> _The problem_
The expected output is each line in the data below that includes the string "struct".

================================

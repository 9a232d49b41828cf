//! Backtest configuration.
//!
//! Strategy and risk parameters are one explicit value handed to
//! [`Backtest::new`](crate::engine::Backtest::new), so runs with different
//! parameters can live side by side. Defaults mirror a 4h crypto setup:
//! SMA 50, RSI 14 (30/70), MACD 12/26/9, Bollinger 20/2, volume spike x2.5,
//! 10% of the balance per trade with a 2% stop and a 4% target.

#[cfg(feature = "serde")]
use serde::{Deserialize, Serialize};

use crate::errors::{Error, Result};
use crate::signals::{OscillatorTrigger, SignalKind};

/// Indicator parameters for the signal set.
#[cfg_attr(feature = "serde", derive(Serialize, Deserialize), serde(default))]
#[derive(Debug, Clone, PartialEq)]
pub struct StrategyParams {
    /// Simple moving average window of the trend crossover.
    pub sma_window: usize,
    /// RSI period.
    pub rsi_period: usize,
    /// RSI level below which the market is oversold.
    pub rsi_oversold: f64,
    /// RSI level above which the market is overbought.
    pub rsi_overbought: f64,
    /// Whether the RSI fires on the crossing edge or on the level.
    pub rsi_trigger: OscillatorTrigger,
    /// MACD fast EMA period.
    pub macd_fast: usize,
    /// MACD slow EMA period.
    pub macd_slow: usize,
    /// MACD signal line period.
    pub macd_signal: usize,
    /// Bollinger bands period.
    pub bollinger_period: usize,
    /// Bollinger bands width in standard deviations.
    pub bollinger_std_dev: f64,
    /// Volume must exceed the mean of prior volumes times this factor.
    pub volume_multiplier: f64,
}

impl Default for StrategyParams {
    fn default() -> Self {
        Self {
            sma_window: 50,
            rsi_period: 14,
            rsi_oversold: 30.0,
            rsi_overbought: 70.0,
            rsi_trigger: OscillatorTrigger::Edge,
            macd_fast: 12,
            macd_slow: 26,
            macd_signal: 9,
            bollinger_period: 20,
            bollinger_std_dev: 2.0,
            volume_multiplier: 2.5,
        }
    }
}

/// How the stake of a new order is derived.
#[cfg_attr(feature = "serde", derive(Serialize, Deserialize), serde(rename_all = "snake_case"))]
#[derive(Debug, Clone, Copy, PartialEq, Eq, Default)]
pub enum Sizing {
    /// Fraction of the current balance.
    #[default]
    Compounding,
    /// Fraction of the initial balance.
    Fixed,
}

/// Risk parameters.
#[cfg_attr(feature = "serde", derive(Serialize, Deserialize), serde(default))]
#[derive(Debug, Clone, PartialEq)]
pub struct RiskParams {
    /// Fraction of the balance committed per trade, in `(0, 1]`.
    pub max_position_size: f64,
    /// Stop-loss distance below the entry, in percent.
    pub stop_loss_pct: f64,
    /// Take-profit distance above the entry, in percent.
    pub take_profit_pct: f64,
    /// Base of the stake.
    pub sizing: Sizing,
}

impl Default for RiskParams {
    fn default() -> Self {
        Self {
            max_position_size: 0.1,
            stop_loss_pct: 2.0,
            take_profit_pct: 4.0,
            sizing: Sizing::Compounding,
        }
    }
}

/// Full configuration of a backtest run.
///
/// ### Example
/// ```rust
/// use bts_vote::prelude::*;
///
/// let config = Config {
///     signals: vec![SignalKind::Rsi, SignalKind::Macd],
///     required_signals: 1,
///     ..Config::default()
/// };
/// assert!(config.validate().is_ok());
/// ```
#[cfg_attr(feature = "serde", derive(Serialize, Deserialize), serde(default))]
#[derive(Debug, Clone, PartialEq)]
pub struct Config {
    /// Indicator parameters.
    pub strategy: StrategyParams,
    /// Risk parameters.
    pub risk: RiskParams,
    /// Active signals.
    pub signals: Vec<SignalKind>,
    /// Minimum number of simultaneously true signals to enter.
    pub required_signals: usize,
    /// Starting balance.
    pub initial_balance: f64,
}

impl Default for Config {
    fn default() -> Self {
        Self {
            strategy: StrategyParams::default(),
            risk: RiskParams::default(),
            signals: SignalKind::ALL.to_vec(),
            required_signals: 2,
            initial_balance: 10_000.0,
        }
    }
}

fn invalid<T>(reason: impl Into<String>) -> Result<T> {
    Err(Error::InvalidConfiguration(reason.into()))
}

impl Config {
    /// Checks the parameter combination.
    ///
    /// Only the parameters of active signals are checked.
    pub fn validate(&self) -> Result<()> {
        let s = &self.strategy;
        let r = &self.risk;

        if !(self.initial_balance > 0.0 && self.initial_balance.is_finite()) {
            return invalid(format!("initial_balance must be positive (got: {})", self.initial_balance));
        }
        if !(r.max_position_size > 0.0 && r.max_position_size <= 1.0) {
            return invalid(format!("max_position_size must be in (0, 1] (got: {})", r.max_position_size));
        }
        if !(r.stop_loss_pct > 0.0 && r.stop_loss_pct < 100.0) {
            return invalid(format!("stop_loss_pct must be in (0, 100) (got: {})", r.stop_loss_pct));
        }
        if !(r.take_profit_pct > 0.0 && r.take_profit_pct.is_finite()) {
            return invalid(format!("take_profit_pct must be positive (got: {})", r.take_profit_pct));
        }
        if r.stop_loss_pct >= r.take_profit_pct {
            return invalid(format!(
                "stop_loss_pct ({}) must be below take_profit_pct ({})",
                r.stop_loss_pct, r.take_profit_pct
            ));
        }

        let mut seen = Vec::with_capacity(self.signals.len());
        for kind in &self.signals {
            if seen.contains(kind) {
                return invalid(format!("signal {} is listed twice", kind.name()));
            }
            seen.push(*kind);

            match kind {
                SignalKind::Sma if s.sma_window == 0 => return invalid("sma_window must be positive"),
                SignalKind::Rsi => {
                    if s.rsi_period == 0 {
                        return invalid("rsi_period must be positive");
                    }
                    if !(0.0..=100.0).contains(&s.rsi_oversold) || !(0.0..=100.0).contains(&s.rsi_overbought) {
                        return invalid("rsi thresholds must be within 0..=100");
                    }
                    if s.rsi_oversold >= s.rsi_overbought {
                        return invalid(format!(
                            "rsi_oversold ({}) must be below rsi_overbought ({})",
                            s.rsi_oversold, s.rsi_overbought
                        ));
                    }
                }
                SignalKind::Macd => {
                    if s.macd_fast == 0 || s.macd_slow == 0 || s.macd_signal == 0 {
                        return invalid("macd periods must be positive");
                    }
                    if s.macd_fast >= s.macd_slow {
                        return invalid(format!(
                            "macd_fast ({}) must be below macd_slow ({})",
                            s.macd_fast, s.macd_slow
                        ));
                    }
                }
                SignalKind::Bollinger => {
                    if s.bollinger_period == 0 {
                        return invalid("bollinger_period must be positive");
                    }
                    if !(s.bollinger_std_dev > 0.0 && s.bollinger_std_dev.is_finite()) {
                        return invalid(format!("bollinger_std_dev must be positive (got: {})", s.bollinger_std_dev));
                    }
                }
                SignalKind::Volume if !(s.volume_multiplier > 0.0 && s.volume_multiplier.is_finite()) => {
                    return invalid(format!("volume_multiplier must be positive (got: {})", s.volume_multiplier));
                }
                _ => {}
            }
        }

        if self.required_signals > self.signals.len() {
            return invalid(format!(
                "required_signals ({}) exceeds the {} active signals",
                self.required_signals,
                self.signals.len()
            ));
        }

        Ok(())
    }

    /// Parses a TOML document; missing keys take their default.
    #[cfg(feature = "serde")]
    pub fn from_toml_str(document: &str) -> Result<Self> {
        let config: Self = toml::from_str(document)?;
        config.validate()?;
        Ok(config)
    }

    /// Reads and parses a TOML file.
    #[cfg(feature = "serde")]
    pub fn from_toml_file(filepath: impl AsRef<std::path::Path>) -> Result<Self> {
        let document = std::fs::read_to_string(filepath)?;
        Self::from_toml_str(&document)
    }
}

================================

> _Response area_
pub struct StrategyParams {
pub struct RiskParams {
pub struct Config {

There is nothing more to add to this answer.